Both this Court and the United States Supreme Court have recognized that "some seizures admittedly covered by the Fourth Amendment constitute such limited intrusions on the personal security of those detained and are justified by such substantial law enforcement interests that they may be made on less than probable cause, so long as police have an articulable basis for suspecting criminal activity." Foster, 842 A.2d at 1050 (quoting Michigan v. Summers, 452 U.S. 692, 699, 101 S.Ct. 2587, 69 L.Ed.2d 340 (1981)). In determining whether a search or seizure offends a defendant's constitutional rights, courts must balance "the intrusion on the defendant's privacy with the opposing interests of law enforcement in crime prevention and detection and the police officer[s'] safety." Id. (citing Summers, 452 U.S. at 697-98, 101 S.Ct. 2587). The following factors should be considered in determining the reasonableness of a police officer's suspicion prior to searching or seizing a suspect: "the location in which the conduct occurred, the time at which the incident occurred, the suspicious conduct or unusual appearance of the suspect, and the personal knowledge and experience of the police officer." Keohane, 814 A.2d at 330 (quoting State v. Holdsworth, 798 A.2d 917, 921 (R.I.2002)).

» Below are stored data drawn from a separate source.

// src/assistant/mod.rs
// Owned state for the chat widget: message list, interaction phase,
// language selection, and the transition rules between them. Side effects
// (HTTP, speech, timers) stay with the app loop; this module only decides
// what should happen next.

pub mod chat;
pub mod signal;

use crate::config::Config;
use crate::lang;
use chrono::{DateTime, Utc};
use std::time::{Duration, Instant};
use uuid::Uuid;

use chat::ChatRequest;
use signal::ChatOutcome;

/// Delay between a final transcript and the actual send, giving the user a
/// moment to see what was heard.
pub const VOICE_CONFIRM_DELAY: Duration = Duration::from_millis(600);

/// How long an error banner stays up before it clears itself.
pub const BANNER_TTL: Duration = Duration::from_secs(4);

const ERROR_SNIPPET_CHARS: usize = 80;

#[derive(Debug, Clone, Copy, PartialEq, Eq)]
pub enum AssistantPhase {
    Idle,
    Listening,
    Transcribing,
    Sent,
    AwaitingReply,
}

impl AssistantPhase {
    pub fn label(self) -> &'static str {
        match self {
            AssistantPhase::Idle => "Idle",
            AssistantPhase::Listening => "Listening",
            AssistantPhase::Transcribing => "Transcribing",
            AssistantPhase::Sent => "Sending",
            AssistantPhase::AwaitingReply => "Waiting for reply",
        }
    }
}

#[derive(Debug, Clone, Copy, PartialEq, Eq)]
pub enum Origin {
    User,
    Assistant,
}

#[derive(Debug, Clone)]
pub struct ChatMessage {
    pub id: Uuid,
    pub origin: Origin,
    pub text: String,
    pub timestamp: DateTime<Utc>,
    pub via_voice: bool,
}

#[derive(Debug)]
pub struct Assistant {
    pub messages: Vec<ChatMessage>,
    pub phase: AssistantPhase,
    /// Typed input buffer.
    pub input: String,
    /// Live transcript while a recognizer session runs.
    pub interim: String,
    pub conversation_id: Option<String>,
    pub language: String,
    languages: Vec<String>,
    language_cursor: usize,
    pub user_id: String,
    pub scroll: u16,
    banner: Option<(String, Instant)>,
}

impl Assistant {
    pub fn new(config: &Config) -> Self {
        let languages = if config.speech.languages.is_empty() {
            lang::DEFAULT_INPUT_LANGUAGES
                .iter()
                .map(|tag| tag.to_string())
                .collect()
        } else {
            config.speech.languages.clone()
        };
        let language = config.speech.language.clone();
        let language_cursor = languages
            .iter()
            .position(|tag| tag == &language)
            .unwrap_or(0);

        let mut assistant = Self {
            messages: Vec::new(),
            phase: AssistantPhase::Idle,
            input: String::new(),
            interim: String::new(),
            conversation_id: None,
            language,
            languages,
            language_cursor,
            user_id: config.chat.user_id.clone(),
            scroll: 0,
            banner: None,
        };
        let greeting = lang::assistant_greeting(&assistant.language).to_string();
        assistant.push_assistant(greeting);
        assistant
    }

    fn push_message(&mut self, origin: Origin, text: String, via_voice: bool) {
        self.messages.push(ChatMessage {
            id: Uuid::new_v4(),
            origin,
            text,
            timestamp: Utc::now(),
            via_voice,
        });
    }

    fn push_user(&mut self, text: String, via_voice: bool) {
        self.push_message(Origin::User, text, via_voice);
    }

    fn push_assistant(&mut self, text: String) {
        self.push_message(Origin::Assistant, text, false);
    }

    fn build_request(&self, message: String) -> ChatRequest {
        ChatRequest {
            user_id: self.user_id.clone(),
            message,
            conversation_id: self.conversation_id.clone(),
            language_tag: self.language.clone(),
        }
    }

    /// Microphone activated; a recognizer session is now live.
    pub fn begin_listening(&mut self) {
        self.interim.clear();
        self.phase = AssistantPhase::Listening;
    }

    /// A partial transcript arrived.
    pub fn on_interim(&mut self, text: String) {
        if matches!(
            self.phase,
            AssistantPhase::Listening | AssistantPhase::Transcribing
        ) {
            self.phase = AssistantPhase::Transcribing;
            self.interim = text;
        }
    }

    /// The first finalized transcript arrived. Returns the transcript the
    /// caller should submit after [`VOICE_CONFIRM_DELAY`].
    pub fn on_final(&mut self, text: String) -> Option<String> {
        if !matches!(
            self.phase,
            AssistantPhase::Listening | AssistantPhase::Transcribing
        ) {
            return None;
        }
        if text.trim().is_empty() {
            self.phase = AssistantPhase::Idle;
            self.interim.clear();
            return None;
        }
        self.interim = text.clone();
        self.phase = AssistantPhase::Sent;
        Some(text)
    }

    /// The recognizer session failed. The session is over; the user has to
    /// start a new one by hand.
    pub fn on_recognizer_error(&mut self, detail: &str) {
        tracing::warn!("recognizer error: {detail}");
        self.set_banner(lang::recognition_failure_message(&self.language).to_string());
        self.interim.clear();
        self.phase = AssistantPhase::Idle;
    }

    /// The recognizer session ended. Only resets the phase when no final
    /// transcript made it out; an end event after a final is routine.
    pub fn on_recognizer_ended(&mut self) {
        if matches!(
            self.phase,
            AssistantPhase::Listening | AssistantPhase::Transcribing
        ) {
            self.interim.clear();
            self.phase = AssistantPhase::Idle;
        }
    }

    /// The voice confirmation delay elapsed. Returns the request to send,
    /// unless the pending submit was cancelled or replaced meanwhile.
    pub fn take_voice_submit(&mut self, transcript: String) -> Option<ChatRequest> {
        if self.phase != AssistantPhase::Sent {
            return None;
        }
        self.interim.clear();
        self.push_user(transcript.clone(), true);
        self.phase = AssistantPhase::AwaitingReply;
        Some(self.build_request(transcript))
    }

    /// Submits the typed input buffer. One request in flight at a time; a
    /// submit while busy is ignored.
    pub fn submit_typed(&mut self) -> Option<ChatRequest> {
        if self.phase != AssistantPhase::Idle {
            return None;
        }
        let text = self.input.trim().to_string();
        if text.is_empty() {
            return None;
        }
        self.input.clear();
        self.push_user(text.clone(), false);
        self.phase = AssistantPhase::AwaitingReply;
        Some(self.build_request(text))
    }

    /// Absorbs a chat outcome. Returns the text to speak aloud and the
    /// language tag to pick the voice with.
    pub fn on_reply(&mut self, outcome: ChatOutcome) -> (String, String) {
        self.phase = AssistantPhase::Idle;
        match outcome {
            ChatOutcome::Success {
                conversation_id,
                reply,
            } => {
                self.conversation_id = Some(conversation_id);
                let spoken_language = lang::detect_language_tag(&reply).to_string();
                self.push_assistant(reply.clone());
                (reply, spoken_language)
            }
            ChatOutcome::Failure { detail } => {
                tracing::warn!("chat request failed: {detail}");
                let fallback = format!(
                    "{} ({})",
                    lang::chat_failure_message(&self.language),
                    truncate_error(&detail)
                );
                self.push_assistant(fallback.clone());
                (fallback, self.language.clone())
            }
        }
    }

    pub fn cycle_language(&mut self) {
        self.language_cursor = (self.language_cursor + 1) % self.languages.len();
        self.language = self.languages[self.language_cursor].clone();
    }

    pub fn set_banner(&mut self, text: String) {
        self.banner = Some((text, Instant::now() + BANNER_TTL));
    }

    pub fn banner_text(&self) -> Option<&str> {
        self.banner.as_ref().map(|(text, _)| text.as_str())
    }

    /// Called on every tick to expire the banner.
    pub fn tick(&mut self) {
        self.expire_banner_at(Instant::now());
    }

    fn expire_banner_at(&mut self, now: Instant) {
        if matches!(&self.banner, Some((_, expires)) if *expires <= now) {
            self.banner = None;
        }
    }

    pub fn scroll_up(&mut self) {
        self.scroll = self.scroll.saturating_sub(1);
    }

    pub fn scroll_down(&mut self) {
        self.scroll = self.scroll.saturating_add(1);
    }
}

fn truncate_error(detail: &str) -> String {
    if detail.chars().count() > ERROR_SNIPPET_CHARS {
        format!(
            "{}...",
            detail.chars().take(ERROR_SNIPPET_CHARS).collect::<String>()
        )
    } else {
        detail.to_string()
    }
}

In this case, the police received a call — after dark — informing them that a breaking and entering was in progress on *248 the second floor of the building at 823 Park Avenue. Several Woonsocket police officers immediately were dispatched to the address where they found the defendant standing on the second-floor porch with a large object in his hand. With their guns drawn, the officers told the defendant to raise his hands, but before doing so, the defendant furtively placed behind him what soon was discovered to be a hatchet. While two of the officers waited below to secure the perimeter, Officer Scully went by himself upstairs to investigate the crime. Officer Scully, who was alone with the defendant, took the necessary precautions to protect himself from this armed suspect by handcuffing him before he searched for weapons; the large hatchet sticking out of the defendant's back pocket was found even before a search had begun. Officer Scully then investigated further and observed the door that clearly had been hit repeatedly with the hatchet. We conclude that at no time during the search and subsequent arrest of the defendant did Officer Scully violate the defendant's Fourth Amendment rights. Based on all the evidence before him, Officer Scully had probable cause to believe that the defendant was involved in the breaking and entering in progress. We affirm the hearing justice's denial of the defendant's motion to suppress.[3]

Conclusion

For the reasons stated above, we affirm the judgment of the Superior Court. The record shall be remanded to the Superior Court.

NOTES

[1] The police later discovered that defendant's girlfriend had lived in that apartment.

[2] Included in the criminal information packet were the narcotics, toxicology reports identifying the substances as marijuana and cocaine, and a police report detailing the arrest and subsequent search.

[3] We note that these facts also could satisfy probable cause necessary for an arrest.